Predicting vertical PAR profiles from canopy structure in eastern forests

Background/Question/Methods

Photosynthetically Active Radiation (PAR, 400-700 nm) is a critical resource that controls the process of photosynthesis in forest canopies and is used in models of ecosystem productivity and carbon flux. The availability of PAR within the forest canopy is a major driver of competition, species composition, and seedling survival. While previous researchers have studied how understory PAR is influenced by forest structure, few have considered the effects of canopy structure on the entire vertical profile of PAR because of restrictions to canopy access.

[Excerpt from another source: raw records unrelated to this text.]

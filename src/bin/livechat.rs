//! Interactive terminal chat over a live deployment.
//!
//! # Usage
//!
//! ```bash
//! # Connect using $CONVEX_URL
//! livechat
//!
//! # Connect to a specific deployment
//! livechat --url https://happy-otter-123.convex.cloud
//!
//! # Keep the same name across runs
//! livechat --session ~/.livechat-session.json
//!
//! # Read settings from a file, without colors
//! livechat --config livechat.yaml --no-color
//! ```
//!
//! # Commands
//!
//! - `/help` - Show available commands
//! - `/whoami` - Show the name you post as
//! - `/draft` - Show the message waiting to be sent
//! - `/quit` - Exit the application
//!
//! Any other line is posted as a message.  Logging goes to stderr and is
//! controlled by `RUST_LOG` (default `warn`).

use std::io::{self, Write};
use std::sync::{Arc, mpsc as std_mpsc};

use arrrg::CommandLine;
use rustyline::error::ReadlineError;
use rustyline::{DefaultEditor, ExternalPrinter};
use tokio::sync::{Notify, mpsc};
use tracing_subscriber::EnvFilter;

use livechat::chat::{
    ChatArgs, ChatCommand, ChatConfig, ChatView, PlainTextRenderer, Renderer, ScrollTarget,
    TailCursor, help_text, parse_command,
};
use livechat::{
    Convex, FileSessionStorage, MemorySessionStorage, RandomNames, Scope, SessionStorage,
    TracingClientLogger, get_or_set_fake_name,
};

/// What the reader thread saw.
enum Input {
    Line(String),
    Eof,
    Failed(String),
}

enum Flow {
    Continue,
    Quit,
}

fn init_logging() {
    let filter = EnvFilter::try_from_default_env().unwrap_or_else(|_| EnvFilter::new("warn"));
    let _ = tracing_subscriber::fmt()
        .with_env_filter(filter)
        .with_writer(io::stderr)
        .try_init();
}

/// Buffers rendered output and hands each flushed chunk to the line editor,
/// which prints it above the prompt.
struct PromptWriter<P> {
    printer: P,
    pending: Vec<u8>,
}

impl<P: ExternalPrinter> Write for PromptWriter<P> {
    fn write(&mut self, buf: &[u8]) -> io::Result<usize> {
        self.pending.extend_from_slice(buf);
        Ok(buf.len())
    }

    fn flush(&mut self) -> io::Result<()> {
        if self.pending.is_empty() {
            return Ok(());
        }
        let text = String::from_utf8_lossy(&std::mem::take(&mut self.pending)).into_owned();
        self.printer
            .print(text)
            .map_err(|e| io::Error::other(e.to_string()))
    }
}

/// Reads lines on a dedicated thread.  After each line the thread waits for
/// the main loop to resume it, so the prompt only returns once the line has
/// been handled; dropping `resume` stops the thread outside of raw mode.
fn spawn_reader(
    mut editor: DefaultEditor,
    lines: mpsc::UnboundedSender<Input>,
    resume: std_mpsc::Receiver<()>,
) {
    std::thread::spawn(move || {
        loop {
            match editor.readline("> ") {
                Ok(line) => {
                    let line = line.trim().to_string();
                    if line.is_empty() {
                        continue;
                    }
                    let _ = editor.add_history_entry(line.as_str());
                    if lines.send(Input::Line(line)).is_err() || resume.recv().is_err() {
                        break;
                    }
                }
                Err(ReadlineError::Interrupted) => continue,
                Err(ReadlineError::Eof) => {
                    let _ = lines.send(Input::Eof);
                    break;
                }
                Err(err) => {
                    let _ = lines.send(Input::Failed(err.to_string()));
                    break;
                }
            }
        }
    });
}

async fn handle_line(view: &ChatView, line: String, renderer: &mut dyn Renderer) -> Flow {
    if let Some(cmd) = parse_command(&line) {
        match cmd {
            ChatCommand::Quit => return Flow::Quit,
            ChatCommand::Help => {
                for line in help_text().lines() {
                    renderer.print_info(&format!("    {}", line));
                }
            }
            ChatCommand::Whoami => {
                renderer.print_info(&format!("Connected as {}", view.name()));
            }
            ChatCommand::Draft => {
                let draft = view.draft();
                if draft.is_empty() {
                    renderer.print_info("(no draft)");
                } else {
                    renderer.print_info(&format!("Draft: {}", draft));
                }
            }
            ChatCommand::Invalid(message) => renderer.print_error(&message),
        }
        return Flow::Continue;
    }

    view.set_draft(line);
    match view.submit().await {
        Ok(true) => {}
        Ok(false) => renderer.print_info("Nothing to send."),
        Err(err) => renderer.print_error(&format!(
            "Failed to send: {}. The message is kept as your draft (see /draft).",
            err
        )),
    }
    Flow::Continue
}

/// Main entry point for the livechat application.
#[tokio::main]
async fn main() -> Result<(), Box<dyn std::error::Error>> {
    init_logging();
    let (args, _) = ChatArgs::from_command_line_relaxed("livechat [OPTIONS]");
    let config = ChatConfig::resolve(args)?;

    let storage: Box<dyn SessionStorage> = match &config.session_path {
        Some(path) => Box::new(FileSessionStorage::new(path)),
        None => Box::new(MemorySessionStorage::new()),
    };
    let name = get_or_set_fake_name(storage.as_ref(), &mut RandomNames)?;

    let client = config.connect()?.with_logger(Arc::new(TracingClientLogger));
    let convex = Convex::new(client);

    let mut editor = DefaultEditor::new()?;
    let out: Box<dyn Write + Send> = match editor.create_external_printer() {
        Ok(printer) => Box::new(PromptWriter {
            printer,
            pending: Vec::new(),
        }),
        Err(err) => {
            tracing::debug!(error = %err, "no external printer; writing to stdout");
            Box::new(io::stdout())
        }
    };
    let mut renderer = PlainTextRenderer::with_writer(out, config.use_color);
    renderer.print_header(&name);
    renderer.print_info("Type /help for commands, /quit to exit\n");

    let shutdown = Arc::new(Notify::new());
    let on_signal = Arc::clone(&shutdown);
    ctrlc::set_handler(move || on_signal.notify_one())?;

    let scope = Scope::new();
    let scroll = Arc::new(Notify::new());
    let view = ChatView::mount(
        &convex,
        &scope,
        name,
        Arc::clone(&scroll) as Arc<dyn ScrollTarget>,
    )?;

    let (lines_tx, mut lines) = mpsc::unbounded_channel();
    let (resume, resume_rx) = std_mpsc::channel();
    spawn_reader(editor, lines_tx, resume_rx);

    let mut cursor = TailCursor::new();
    let mut shown_error: Option<String> = None;
    loop {
        tokio::select! {
            _ = scroll.notified() => {
                match view.render_tail(&mut cursor, &mut renderer) {
                    Ok(_) => shown_error = None,
                    Err(err) => {
                        let message = err.to_string();
                        if shown_error.as_deref() != Some(message.as_str()) {
                            renderer.print_error(&message);
                            shown_error = Some(message);
                        }
                    }
                }
            }
            input = lines.recv() => match input {
                Some(Input::Line(line)) => {
                    if let Flow::Quit = handle_line(&view, line, &mut renderer).await {
                        break;
                    }
                    let _ = resume.send(());
                }
                Some(Input::Failed(err)) => {
                    eprintln!("Input error: {}", err);
                    break;
                }
                Some(Input::Eof) | None => break,
            },
            _ = shutdown.notified() => break,
        }
    }

    drop(resume);
    scope.dispose();
    println!("Goodbye!");
    Ok(())
}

Parker (1995-2003, unpublished) suggested that a new metric of forest structure, the hypsograph, could predict average PAR profiles in an age-series of Douglas-fir/western hemlock stands in southern Washington. The hypsograph, defined as a cumulative distribution of outer canopy height, is derived from Portable Canopy LiDAR (PCL) data. This study examines two predictions: (1) forest hypsographs will mirror average vertical PAR profiles in stands of a tulip-poplar (Liriodendron tulipifera L.) association and (2) hypsographs will match average vertical PAR profiles in stands of different successional stages. To test these predictions, young, intermediate, and old growth stands were each surveyed with a research balloon or telescoping poll to obtain PAR profiles and with the PCL to quantify forest structure.

Results/Conclusions

We found that the hypsograph predicted average PAR profiles in the young stand, but over-predicted the value of average PAR at most heights in the two older stands. These results provide little general support for our hypothesis that hypsographs would predict PAR profiles across succession in eastern forests. Furthermore, this result is contrary to patterns observed in western coniferous forests where hypsographs consistently predicted the PAR profiles. One explanation for these unexpected results is differences in species composition and resulting differences in crown shape between the western and eastern forests. Differences in crown shape may result in a higher density of foliage at the top of the canopy in eastern forests because these stands have broader crowns than the conical crowned western species. Differences in crown structure may also explain why the hypsographs and PAR profiles matched in the young eastern stand, which had some dominant coniferous species, but not in the two older deciduous stands.